Gary Leupp (CounterPunch) responds to Melissa's open letter with one of his own (this is his third open letter to Melissa) and his response includes:

Do you not understand that, in the first few days following his revelations, the spin-doctors incensed at his whistle-blowing, searching around in their fevered minds, opted to portray this very low-key guy as an ego-driven publicity seeker?
I mean, you seem to be asking, by default: why else would a person in a position to know about what you yourself call “information…about surveillance [that] raises serious issues about the behaviors of our leaders and how they justify and hide those practices from the public” reveal that information, other than to draw attention to himself?
Is there no such thing as old-fashioned morality? And selfless attention to what’s right? And in this case, doing the right thing at colossal personal cost?
You’re not making sense, Melissa. All you’re doing is swearing a loyalty oath to people who do not deserve your loyalty. You’re known for fighting against harmful stereotypes of black women that make it difficult for them to assert their political rights. (Bravo.) But you are using your own rights and privileged access to the camera to promote the character assassination of a young man whose sole crime has been to offend “your” president—the one who has now eight times invoked the World War One-era “espionage” act to punish whistle-blowers.
You’re the bully here. Snowden’s not picking on you; you’re picking on him, and apparently relishing it. Feels so good, doesn’t it, standing up for the system like that, being so safe?

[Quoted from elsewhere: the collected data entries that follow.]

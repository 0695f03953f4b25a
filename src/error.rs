// ABOUTME: Runtime error type and the static-diagnostics sink for scan/parse/resolve failures

use crate::token::{Token, TokenKind};
use std::cell::Cell;
use thiserror::Error;

/// A runtime fault raised during evaluation. Carries the offending token's line so `Display`
/// can render the exact `MESSAGE\n[line N]` wire format the CLI writes to stderr.
#[derive(Error, Debug, Clone)]
#[error("{message}\n[line {line}]")]
pub struct RuntimeError {
    pub message: String,
    pub line: usize,
}

impl RuntimeError {
    pub fn new(token: &Token, message: impl Into<String>) -> Self {
        RuntimeError {
            message: message.into(),
            line: token.line,
        }
    }

    pub fn at_line(line: usize, message: impl Into<String>) -> Self {
        RuntimeError {
            message: message.into(),
            line,
        }
    }
}

/// Owns the "had error" / "had runtime error" state that the source material tracked as
/// process-wide globals, and renders static diagnostics in the spec's exact text format. One
/// instance per run (the CLI creates one per script execution, and resets it between REPL lines).
#[derive(Debug, Default)]
pub struct Diagnostics {
    had_error: Cell<bool>,
    had_runtime_error: Cell<bool>,
}

impl Diagnostics {
    pub fn new() -> Self {
        Diagnostics::default()
    }

    pub fn had_error(&self) -> bool {
        self.had_error.get()
    }

    pub fn had_runtime_error(&self) -> bool {
        self.had_runtime_error.get()
    }

    pub fn reset(&self) {
        self.had_error.set(false);
        self.had_runtime_error.set(false);
    }

    pub fn set_runtime_error(&self) {
        self.had_runtime_error.set(true);
    }

    /// Reports a scan-time error with no associated token (e.g. "Unexpected character.").
    pub fn error(&self, line: usize, message: &str) {
        self.report(line, "", message);
    }

    /// Reports a parse/resolve-time error anchored to a specific token.
    pub fn error_token(&self, token: &Token, message: &str) {
        if token.kind == TokenKind::Eof {
            self.report(token.line, " at end", message);
        } else {
            self.report(token.line, &format!(" at '{}'", token.lexeme), message);
        }
    }

    fn report(&self, line: usize, location: &str, message: &str) {
        eprintln!("[line {}] Error{}: {}", line, location, message);
        self.had_error.set(true);
    }
}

Last night, Ann noted Norman Solomon's latest column and she offered:

We can only do so much when the MSNBC whores who pretend to be left make a point of attacking him.  The airwaves are filled with attacks on Ed. So we need to make part of our effort in exposing these hypocrites like Melissa Harris Perry. She -- and people like her -- are ensuring that no real movement is going to take place.  Now or ever. These people need to be exposed for the frauds they are.

So let's again note that (Rebecca noted this) that Vanity Fair calls Ed Snowden a "turncoat" and that In These Times published Louis Nayman's crap ("In Defense of PRISM") which argues, as all the politically closeted must, that to call out Blessed Barack is to do the work of the Republicans.  In other words, there are whores and then are used up, worn out whores like Louis Nayman.  In These Times readers need to seriously consider whether the rag is worth anything anymore. 
Melissa also felt the need to attack Glenn Greenwald:

We could be talking about whether accessing and monitoring citizen information and communications is constitutional, or whether we should continue to allow a secret court to authorize secret warrants using secret legal opinions. But we’re not. We’re talking about you! And flight paths between Moscow and Venezuela, and how much of a jerk Glenn Greenwald is.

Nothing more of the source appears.